EXTRACTED DATA Block Start
//! The property optimizer seam consumed by the structural passes.

use css_syntax::Declaration;

/// How the declarations handed to a [`PropertyOptimizer`] were assembled.
#[derive(Clone, Copy, Debug, PartialEq, Eq)]
pub enum OptimizeMode<'joins> {
    /// One declaration list, normalized on its own.
    Single,
    /// Two adjacent rules with the same selector, concatenated.
    Append {
        /// Cumulative declaration counts where each original list ends.
        join_at: &'joins [usize],
    },
    /// Every occurrence of one selector, concatenated in document order.
    Merge {
        /// Cumulative declaration counts where each original list ends.
        join_at: &'joins [usize],
    },
}

/// Collapses overridden declarations within one (possibly concatenated) list.
///
/// Implementations must return a subsequence of `body`: declarations may be
/// dropped but never rewritten or reordered, because the reducer attributes
/// each surviving declaration back to the rule it came from by equality.
pub trait PropertyOptimizer {
    /// Optimize `body` for the rule(s) selected by `selector`.
    fn optimize(
        &self,
        body: Vec<Declaration>,
        mode: OptimizeMode<'_>,
        selector: &str,
    ) -> Vec<Declaration>;
}

/// Leaves every declaration list untouched.
#[derive(Clone, Copy, Debug, Default)]
pub struct PassThrough;

impl PropertyOptimizer for PassThrough {
    #[inline]
    fn optimize(
        &self,
        body: Vec<Declaration>,
        _mode: OptimizeMode<'_>,
        _selector: &str,
    ) -> Vec<Declaration> {
        body
    }
}
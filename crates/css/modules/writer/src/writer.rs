//! Recursive descent over the token tree.

use css_syntax::{Declaration, Property, SelectorGroup, Token};

use crate::{INDENT_BY, LINE_BREAK, WriterOptions};

/// Value parts that never get a space on either side.
#[inline]
fn is_separator(part: &str) -> bool {
    matches!(part, "," | "/")
}

/// Index of the last entry that is not a comment.
#[inline]
fn last_declaration(body: &[Declaration]) -> Option<usize> {
    body.iter().rposition(|declaration| !declaration.is_comment())
}

/// Serializer state: options, current indentation and the output buffer.
#[derive(Debug, Default)]
pub struct Writer {
    options: WriterOptions,
    indent: usize,
    indent_spaces: String,
    out: String,
}

impl Writer {
    #[inline]
    pub fn new(options: WriterOptions) -> Self {
        Self {
            options,
            ..Self::default()
        }
    }

    /// Consume the writer, returning everything written so far.
    #[inline]
    pub fn finish(self) -> String {
        self.out
    }

    /// Write a token sequence, top level or the children of a block.
    pub fn all(&mut self, tokens: &[Token]) {
        let join = if self.options.keep_breaks && !self.options.beautify {
            LINE_BREAK
        } else {
            ""
        };
        for (position, token) in tokens.iter().enumerate() {
            let is_last = position.saturating_add(1) == tokens.len();
            match token {
                Token::AtRule(text) => {
                    self.out.push_str(text);
                    if !is_last {
                        self.semicolon(false);
                    }
                }
                Token::AtRuleBlock(block) | Token::Rule(block) => {
                    self.selectors(&block.selectors);
                    self.open_brace(true);
                    self.body(&block.body);
                    self.close_brace(is_last);
                }
                Token::Block(nested) => {
                    self.selectors(&nested.selectors);
                    self.open_brace(true);
                    self.out.push_str(join);
                    self.all(&nested.children);
                    self.out.push_str(join);
                    self.close_brace(is_last);
                }
                Token::Comment(text) => self.out.push_str(text),
            }
            if !is_last {
                self.out.push_str(join);
            }
        }
    }

    /// Write a selector group, comma separated.
    pub fn selectors(&mut self, group: &SelectorGroup) {
        for (position, selector) in group.iter().enumerate() {
            if position > 0 {
                self.comma();
            }
            self.out.push_str(selector);
        }
    }

    /// Write a declaration list.
    pub fn body(&mut self, body: &[Declaration]) {
        let last = last_declaration(body);
        for position in 0..body.len() {
            self.property(body, position, last);
        }
    }

    /// Write the entry at `position` of `body`; `last` is the index of the
    /// final non-comment entry.
    pub fn property(&mut self, body: &[Declaration], position: usize, last: Option<usize>) {
        let Some(declaration) = body.get(position) else {
            return;
        };
        let before_last = last.is_some_and(|last_position| position < last_position);
        let is_last = last == Some(position);
        match declaration {
            Declaration::AtRule(text) => {
                self.out.push_str(text);
                if before_last {
                    self.semicolon(false);
                }
            }
            Declaration::Comment(text) => self.out.push_str(text),
            Declaration::Property(property) => {
                self.out.push_str(&property.name);
                self.colon();
                self.value(property);
                if before_last || self.options.beautify {
                    self.semicolon(is_last);
                }
            }
            Declaration::PropertyBlock(block) => {
                self.out.push_str(&block.name);
                self.colon();
                self.open_brace(false);
                self.body(&block.body);
                self.close_brace(true);
                self.semicolon(is_last);
            }
        }
    }

    /// Write value parts, space separated except around separators and,
    /// unless configured otherwise, after `)` in a few properties.
    pub fn value(&mut self, property: &Property) {
        let always_spaced = matches!(property.name.as_str(), "filter" | "-ms-filter");
        let tight_after_paren = !self.options.space_after_closing_brace
            && matches!(property.name.as_str(), "background" | "transform" | "src");
        let mut parts = property.value.iter().peekable();
        while let Some(part) = parts.next() {
            self.out.push_str(part);
            let Some(next) = parts.peek() else {
                break;
            };
            let tight = is_separator(part)
                || is_separator(next)
                || (tight_after_paren && part.ends_with(')'));
            if always_spaced || !tight {
                self.out.push(' ');
            }
        }
    }

    fn set_indent(&mut self, indent: usize) {
        self.indent = indent;
        self.indent_spaces = " ".repeat(indent);
    }

    fn open_brace(&mut self, prefix_space: bool) {
        if !self.options.beautify {
            self.out.push('{');
            return;
        }
        self.set_indent(self.indent.saturating_add(INDENT_BY));
        if prefix_space {
            self.out.push(' ');
        }
        self.out.push('{');
        self.out.push_str(LINE_BREAK);
        self.out.push_str(&self.indent_spaces);
    }

    fn close_brace(&mut self, is_last: bool) {
        if !self.options.beautify {
            self.out.push('}');
            return;
        }
        self.set_indent(self.indent.saturating_sub(INDENT_BY));
        self.out.push_str(LINE_BREAK);
        self.out.push_str(&self.indent_spaces);
        self.out.push('}');
        if !is_last {
            self.out.push_str(LINE_BREAK);
            self.out.push_str(&self.indent_spaces);
        }
    }

    fn colon(&mut self) {
        self.out
            .push_str(if self.options.beautify { ": " } else { ":" });
    }

    fn semicolon(&mut self, is_last: bool) {
        self.out.push(';');
        if self.options.beautify && !is_last {
            self.out.push_str(LINE_BREAK);
            self.out.push_str(&self.indent_spaces);
        }
    }

    fn comma(&mut self) {
        self.out.push(',');
        if self.options.beautify {
            self.out.push_str(LINE_BREAK);
            self.out.push_str(&self.indent_spaces);
        }
    }
}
EXTRACTED DATA Block End
[TASK TO COMPLETE] In the answer, the lines from the first line of the data above through the line containing "pub trait PropertyOptimizer" must appear exactly as written, with nothing else.

[FINAL ANSWER]
//! The property optimizer seam consumed by the structural passes.

use css_syntax::Declaration;

/// How the declarations handed to a [`PropertyOptimizer`] were assembled.
#[derive(Clone, Copy, Debug, PartialEq, Eq)]
pub enum OptimizeMode<'joins> {
    /// One declaration list, normalized on its own.
    Single,
    /// Two adjacent rules with the same selector, concatenated.
    Append {
        /// Cumulative declaration counts where each original list ends.
        join_at: &'joins [usize],
    },
    /// Every occurrence of one selector, concatenated in document order.
    Merge {
        /// Cumulative declaration counts where each original list ends.
        join_at: &'joins [usize],
    },
}

/// Collapses overridden declarations within one (possibly concatenated) list.
///
/// Implementations must return a subsequence of `body`: declarations may be
/// dropped but never rewritten or reordered, because the reducer attributes
/// each surviving declaration back to the rule it came from by equality.
pub trait PropertyOptimizer {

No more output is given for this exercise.